Can't get it to work either


----------



## mr.t (Oct 1, 2010)

Il be interested in this.Iv never been to a detailing show. Do you haveto do anything to get your car inside to show?Would be abit naff getting there just to find out you have to park away from the others in a random car park lol.Is it like a car show where you can get your car on "stand" if that makes sence lol.


----------



## Dodo Factory (Apr 11, 2007)

Tickets can't be bought yet but we are working on it... www.waxstock.com will be where it all happens. The peterborough arena website has probably been more of a hindrance than a help to date, but again, we will liaise with them at some point to get it sorted and see if they can link through to our page for tickets.

MrT - the website will have a few pics from last year on it when it is finished. You can turn up in undetailed mucky cars and park on hardstanding a few yards from the entrance. If your car is detailed then you can either get it inside in advance (the Detailing World Showdown) or you can enter the Arrive and Shine competition on the day. This will be inside or outside depending on show format, but cars will be on display if entered.


----------



## -Kev- (Oct 30, 2007)

Jason123 said:


> Any update on the tickets? Really gonna go this year!
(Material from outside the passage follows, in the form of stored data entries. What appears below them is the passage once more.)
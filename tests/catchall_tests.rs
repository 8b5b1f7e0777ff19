//! Catch-all chain ordering and the static site handler.

mod common;

use std::sync::Arc;

use common::{dev_site, http_client, prod_site, TestServer};
use gossamer::config::RedirectRule;
use gossamer::{ServerEnvironment, ServerGlobals, SiteLayout};

#[tokio::test]
async fn test_redirect_chain_folds_cumulatively() {
    let (_guard, mut config) = dev_site();
    config.redirects = vec![
        RedirectRule {
            from: "/old/([^/]*)".into(),
            to: "/new/$1".into(),
        },
        RedirectRule {
            from: "/new/(.*)".into(),
            to: "/v2/$1".into(),
        },
    ];
    let server = TestServer::start(
        ServerEnvironment::Dev,
        SiteLayout::Static,
        &config,
        None,
        Arc::new(ServerGlobals::new()),
    )
    .await;

    let resp = http_client()
        .get(server.url("/old/alpha"))
        .send()
        .await
        .unwrap();

    assert_eq!(resp.status(), 301);
    assert_eq!(resp.headers().get("location").unwrap(), "/v2/alpha");

    server.stop().await;
}

#[tokio::test]
async fn test_redirect_shadows_existing_file() {
    let (_guard, mut config) = dev_site();
    std::fs::write(
        config.paths.dev.content_root.join("page.html"),
        "<html>real</html>",
    )
    .unwrap();
    config.redirects = vec![RedirectRule {
        from: "/page.html".into(),
        to: "/elsewhere".into(),
    }];
    let server = TestServer::start(
        ServerEnvironment::Dev,
        SiteLayout::Static,
        &config,
        None,
        Arc::new(ServerGlobals::new()),
    )
    .await;

    let resp = http_client()
        .get(server.url("/page.html"))
        .send()
        .await
        .unwrap();
    assert_eq!(resp.status(), 301);
    assert_eq!(resp.headers().get("location").unwrap(), "/elsewhere");

    server.stop().await;
}

#[tokio::test]
async fn test_script_and_map_served_from_any_tail() {
    let (_guard, config) = dev_site();
    let server = TestServer::start(
        ServerEnvironment::Dev,
        SiteLayout::Static,
        &config,
        None,
        Arc::new(ServerGlobals::new()),
    )
    .await;

    let resp = http_client()
        .get(server.url("/site.js"))
        .send()
        .await
        .unwrap();
    assert_eq!(resp.status(), 200);
    assert!(resp.text().await.unwrap().contains("console.log"));

    // Deep links still resolve to the same script.
    let resp = http_client()
        .get(server.url("/some/nested/page/site.js"))
        .send()
        .await
        .unwrap();
    assert_eq!(resp.status(), 200);

    let resp = http_client()
        .get(server.url("/site.js.map"))
        .send()
        .await
        .unwrap();
    assert_eq!(resp.status(), 200);
    assert!(resp.text().await.unwrap().contains("version"));

    server.stop().await;
}

#[tokio::test]
async fn test_dev_extra_handler_serves_content_root() {
    let (_guard, mut config) = dev_site();
    std::fs::write(
        config.paths.dev.content_root.join("styles.css"),
        "body { margin: 0 }",
    )
    .unwrap();
    config.redirects = vec![];
    let server = TestServer::start(
        ServerEnvironment::Dev,
        SiteLayout::Static,
        &config,
        None,
        Arc::new(ServerGlobals::new()),
    )
    .await;

    let resp = http_client()
        .get(server.url("/styles.css"))
        .send()
        .await
        .unwrap();
    assert_eq!(resp.status(), 200);
    assert_eq!(resp.headers().get("content-type").unwrap(), "text/css");

    server.stop().await;
}

#[tokio::test]
async fn test_accept_guard_blocks_index_for_subresources() {
    let (_guard, config) = dev_site();
    let server = TestServer::start(
        ServerEnvironment::Dev,
        SiteLayout::Static,
        &config,
        None,
        Arc::new(ServerGlobals::new()),
    )
    .await;

    let resp = http_client()
        .get(server.url("/favicon.ico"))
        .header("accept", "image/*")
        .send()
        .await
        .unwrap();
    assert_eq!(resp.status(), 404);
    assert_eq!(resp.text().await.unwrap(), "");

    server.stop().await;
}

#[tokio::test]
async fn test_index_fallback_for_html_navigation() {
    let (_guard, config) = dev_site();
    let server = TestServer::start(
        ServerEnvironment::Dev,
        SiteLayout::Static,
        &config,
        None,
        Arc::new(ServerGlobals::new()),
    )
    .await;

    let resp = http_client()
        .get(server.url("/deep/client/route"))
        .header("accept", "text/html,application/xhtml+xml")
        .send()
        .await
        .unwrap();
    assert_eq!(resp.status(), 200);
    assert_eq!(resp.headers().get("content-type").unwrap(), "text/html");
    assert!(resp.text().await.unwrap().contains("index"));

    server.stop().await;
}

#[tokio::test]
async fn test_prod_static_missing_subresource_is_plain_404() {
    let (_guard, mut config) = prod_site();
    // A static export with no 404 page of its own.
    config.paths.prod.site_root = {
        let dir = config.paths.prod.site_root.parent().unwrap().join("flat");
        std::fs::create_dir_all(&dir).unwrap();
        std::fs::write(dir.join("index.html"), "<html>static</html>").unwrap();
        dir
    };
    let server = TestServer::start(
        ServerEnvironment::Prod,
        SiteLayout::Static,
        &config,
        None,
        Arc::new(ServerGlobals::new()),
    )
    .await;

    let resp = http_client()
        .get(server.url("/favicon.ico"))
        .header("accept", "image/*")
        .send()
        .await
        .unwrap();
    assert_eq!(resp.status(), 404);
    assert_eq!(resp.text().await.unwrap(), "");

    // The index itself still resolves.
    let resp = http_client().get(server.url("/")).send().await.unwrap();
    assert_eq!(resp.status(), 200);
    assert!(resp.text().await.unwrap().contains("static"));

    server.stop().await;
}

#[tokio::test]
async fn test_prod_static_html_resolution_and_404_page() {
    let (_guard, config) = prod_site();
    let site = config.paths.prod.site_root.clone();
    std::fs::write(site.join("about.html"), "<html>about page</html>").unwrap();
    std::fs::write(site.join("404.html"), "<html>custom miss</html>").unwrap();
    let server = TestServer::start(
        ServerEnvironment::Prod,
        SiteLayout::Static,
        &config,
        None,
        Arc::new(ServerGlobals::new()),
    )
    .await;

    let resp = http_client()
        .get(server.url("/about"))
        .send()
        .await
        .unwrap();
    assert_eq!(resp.status(), 200);
    assert!(resp.text().await.unwrap().contains("about page"));

    let resp = http_client()
        .get(server.url("/missing"))
        .send()
        .await
        .unwrap();
    assert_eq!(resp.status(), 404);
    assert!(resp.text().await.unwrap().contains("custom miss"));

    server.stop().await;
}

#[tokio::test]
async fn test_prod_fullstack_serves_exported_pages_extensionless() {
    let (_guard, config) = prod_site();
    let server = TestServer::start(
        ServerEnvironment::Prod,
        SiteLayout::Fullstack,
        &config,
        None,
        Arc::new(ServerGlobals::new()),
    )
    .await;

    let resp = http_client()
        .get(server.url("/about"))
        .send()
        .await
        .unwrap();
    assert_eq!(resp.status(), 200);
    assert!(resp.text().await.unwrap().contains("about"));

    let resp = http_client()
        .get(server.url("/blog/"))
        .send()
        .await
        .unwrap();
    assert_eq!(resp.status(), 200);
    assert!(resp.text().await.unwrap().contains("blog"));

    let resp = http_client()
        .get(server.url("/css/app.css"))
        .send()
        .await
        .unwrap();
    assert_eq!(resp.status(), 200);
    assert_eq!(resp.headers().get("content-type").unwrap(), "text/css");

    server.stop().await;
}

#[tokio::test]
async fn test_prod_fullstack_requires_system_folder() {
    let (_guard, config) = prod_site();
    std::fs::remove_dir_all(config.paths.prod.site_root.join("system")).unwrap();

    let err = gossamer::build_site_router(
        ServerEnvironment::Prod,
        SiteLayout::Fullstack,
        &config,
        None,
        Arc::new(ServerGlobals::new()),
    )
    .err()
    .expect("assembly should fail without system/");
    assert!(err.to_string().contains("system/"));
}

#[tokio::test]
async fn test_base_path_prefixes_all_routes() {
    let (_guard, mut config) = dev_site();
    config.base_path = "/docs/".into();
    let server = TestServer::start(
        ServerEnvironment::Dev,
        SiteLayout::Static,
        &config,
        None,
        Arc::new(ServerGlobals::new()),
    )
    .await;

    let resp = http_client()
        .get(server.url("/docs/site.js"))
        .send()
        .await
        .unwrap();
    assert_eq!(resp.status(), 200);

    let resp = http_client()
        .get(server.url("/docs"))
        .header("accept", "text/html")
        .send()
        .await
        .unwrap();
    assert_eq!(resp.status(), 200);

    server.stop().await;
}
Is it better to go on sat?


its a one day event mate, sunday july 7th (see top of this section )


----------



## sajan (Jul 13, 2012)

No luck either !


----------



## -Kev- (Oct 30, 2007)

sajan said:


> No luck either !


as above, not on sale yet..


----------



## Johnnyopolis (Oct 25, 2005)

-Kev- said:


> as above, not on sale yet..


Tickets will be going on Sale Tomorrow.

An post from our Waxstock Facebook page today:

tomorrow - new website, buy tickets, trade info and more. are you ready for Waxstock 2013 > Festival of Shine?


----------



## sludge59 (Nov 28, 2010)

*Tickets??*

Anyone ordered tickets yet? They appear to be available on the Peterborough Arena website but it still shows a two day event. Should we order from the arena website or will there be alternative options?


----------



## Serapth (Jul 4, 2011)

It would seem that advance tickets including booking fee are the same price as paying on the door..is this correct?

Not that i mind, if last years Waxstock was anything to go by its worth every penny.


----------



## -Kev- (Oct 30, 2007)

holty301 said:


> Anyone ordered tickets yet? They appear to be available on the Peterborough Arena website but it still shows a two day event. Should we order from the arena website or will there be alternative options?


see post #16, its a one day event


----------



## Jason123 (Feb 11, 2011)

Day off booked hope to get some good deals!


----------



## ford nut (Dec 12, 2011)

ticket booked, looking forward to this show again. Great day last year and very well organised.....


----------



## SystemClenz (Oct 31, 2008)

2 tickets bought, missed it last year so really looking forward to it


----------



## Jord (Apr 3, 2012)

How many people went last year? Pretty sure i'll be going this year, couldn't get the time off work last year.


----------



## SystemClenz (Oct 31, 2008)

Jord said:


> How many people went last year? Pretty sure i'll be going this year, couldn't get the time off work last year.


I read 1500 went last year


----------



## Doc943 (Mar 27, 2011)

Bought and looking forward to July!


----------



## Ongoing (Sep 3, 2012)

Really looking forward to this, should be a good day


----------



## beko1987 (Jul 25, 2010)

As soon as the mrs gets the holiday from work I'm buying tickets! Do babies (<1 ) need a ticket?


----------



## Dodo Factory (Apr 11, 2007)

Babies that are carried in slings or strapped into pushchairs get in free.

If they are walking by then they need a child's ticket.

A 10 month old may be walking by the time of Waxstock, for example.

By all means strap them into the pushchair for entry purposes, even if they can walk a little, if you are unduly worried about advance ticket purchase and their sudden ability to move about under their own steam :thumb:


----------



## Andrew Goacher (Dec 27, 2012)

Got tickets, Am a newbie to detailing car shows so am looking forward to Waxstock, Roll on the 7th July


----------



## AllenF (Aug 20, 2012)

So with my mental age of <2 if my missus carries me in i dont need ticket. Lol?????


----------



## Dodo Factory (Apr 11, 2007)

You have to wear a nappy and dribble as well. That's in the small print.

If you make the effort, I'm sure you'll be rewarded with either free entry or a quick eviction from Peterborough by security


----------